Role of Various Mediators in Inflammation of Asthmatic Airways

Abstract

The degree of airway inflammation is directly related to asthma severity and associated hyper-responsiveness. Airway inflammation is categorized into three types: (a) acute asthmatic inflammation featured by early recruitment of cells into the airways, (b) subacute asthmatic inflammation involving activation of recruited cells in continual inflammation, and (c) chronic inflammation characterized by cellular damage. T-helper lymphocytes, the key factor in the pathogenesis of bronchial asthma, induce B cells to synthesize and secrete IgE through production of IL-4 and induce eosinophil-mediated inflammation.
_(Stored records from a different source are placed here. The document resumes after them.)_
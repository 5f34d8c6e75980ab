//! Fourier–Motzkin elimination with Chernikov pruning.
//!
//! Each step eliminates one variable: inequalities are partitioned by
//! the sign of the variable's coefficient, every `(+, −)` pair passing
//! the first Chernikov rule is combined into a new inequality, and the
//! second rule prunes the redundant survivors. The Chernikov index of a
//! derived row is tracked through its complement, turning both rules
//! into cheap set-cardinality and subset tests.

mod engine;
mod inequality;
mod order;

pub mod dual;

use skelter_core::{BitSet, SetElement, SortedSet};

use crate::SkelterError as Error;
use crate::matrix::Matrix;
use crate::num::{DefaultNormalizer, Num, Tolerance};

pub use engine::FmeOutput;

/// How the second Chernikov rule is scheduled.
#[derive(Clone, Copy, Debug, Default, PartialEq, Eq)]
pub enum ChernikovTest {
    /// After each plus row's batch, test only that batch against the
    /// zero rows and against itself.
    #[default]
    Graph,
    /// After all pairs are generated, test every new row against every
    /// zero row and every other new row.
    Enumeration,
}

impl std::str::FromStr for ChernikovTest {
    type Err = Error;

    fn from_str(s: &str) -> Result<Self, Error> {
        Ok(match s {
            "graph" => Self::Graph,
            "enumeration" => Self::Enumeration,
            _ => {
                return Err(Error::UnknownName {
                    what: "Chernikov test",
                    value: s.to_owned(),
                });
            }
        })
    }
}

impl std::fmt::Display for ChernikovTest {
    fn fmt(&self, f: &mut std::fmt::Formatter<'_>) -> std::fmt::Result {
        f.write_str(match self {
            Self::Graph => "graph",
            Self::Enumeration => "enumeration",
        })
    }
}

/// Order in which the requested variables are eliminated.
#[derive(Clone, Copy, Debug, Default, PartialEq, Eq)]
pub enum EliminationOrdering {
    /// At each step, the remaining variable with the fewest
    /// `|plus| · |minus|` pairs.
    #[default]
    MinPairs,
    /// At each step, the remaining variable with the most pairs.
    MaxPairs,
    MinIndex,
    MaxIndex,
    Random,
    /// Exactly the order given in the elimination file.
    Fixed,
}

impl std::str::FromStr for EliminationOrdering {
    type Err = Error;

    fn from_str(s: &str) -> Result<Self, Error> {
        Ok(match s {
            "minpairs" => Self::MinPairs,
            "maxpairs" => Self::MaxPairs,
            "minindex" => Self::MinIndex,
            "maxindex" => Self::MaxIndex,
            "random" => Self::Random,
            "fixed" => Self::Fixed,
            _ => {
                return Err(Error::UnknownName {
                    what: "elimination ordering",
                    value: s.to_owned(),
                });
            }
        })
    }
}

impl std::fmt::Display for EliminationOrdering {
    fn fmt(&self, f: &mut std::fmt::Formatter<'_>) -> std::fmt::Result {
        f.write_str(match self {
            Self::MinPairs => "minpairs",
            Self::MaxPairs => "maxpairs",
            Self::MinIndex => "minindex",
            Self::MaxIndex => "maxindex",
            Self::Random => "random",
            Self::Fixed => "fixed",
        })
    }
}

#[derive(Clone, Debug, Default)]
pub struct FmeOptions {
    pub chernikov_test: ChernikovTest,
    pub ordering: EliminationOrdering,
}

impl FmeOptions {
    pub fn with_chernikov_test(mut self, test: ChernikovTest) -> Self {
        self.chernikov_test = test;
        self
    }

    pub fn with_ordering(mut self, ordering: EliminationOrdering) -> Self {
        self.ordering = ordering;
        self
    }
}

/// Eliminates the listed variables from `{x : inequalities · x ≥ 0}`,
/// returning the reduced system over the remaining variables
/// (eliminated columns come back zero).
pub fn eliminate<N>(
    inequalities: &Matrix<N>,
    variables: &[usize],
    options: &FmeOptions,
    tol: &Tolerance<N>,
) -> Result<FmeOutput<N>, Error>
where
    N: Num + DefaultNormalizer,
{
    let n = inequalities.row_count();
    if n <= BitSet::<1>::CAPACITY {
        return engine::run::<N, BitSet<1>>(inequalities, variables, options, tol);
    }
    if n <= BitSet::<2>::CAPACITY {
        return engine::run::<N, BitSet<2>>(inequalities, variables, options, tol);
    }
    if n <= BitSet::<3>::CAPACITY {
        return engine::run::<N, BitSet<3>>(inequalities, variables, options, tol);
    }
    if n <= BitSet::<4>::CAPACITY {
        return engine::run::<N, BitSet<4>>(inequalities, variables, options, tol);
    }
    // No bitfield is wide enough; use a sorted vector of the smallest
    // fitting element type.
    if n <= <u16 as SetElement>::MAX_UNIVERSE {
        engine::run::<N, SortedSet<u16>>(inequalities, variables, options, tol)
    } else if n <= <u32 as SetElement>::MAX_UNIVERSE {
        engine::run::<N, SortedSet<u32>>(inequalities, variables, options, tol)
    } else {
        engine::run::<N, SortedSet<u64>>(inequalities, variables, options, tol)
    }
}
Mediators such as histamine, PG, leukotrienes, and kinins contract airway smooth muscle, increase microvascular leakage, increase airway mucus secretion, and attract other inflammatory cells into airway epithelia that initiate mucociliary clearance signaling pathways through special Toll-like receptor 4 expressed on epithelial cells activated by allergic and infectious triggers. These cells form barrier against mechanical stress, oxidant stress, allergens, pollutants, infectious agents, and leakage of endogenous solutes. Various adhesion molecules and costimulatory factors also promote infiltration of inflammatory cells at the site of inflammation.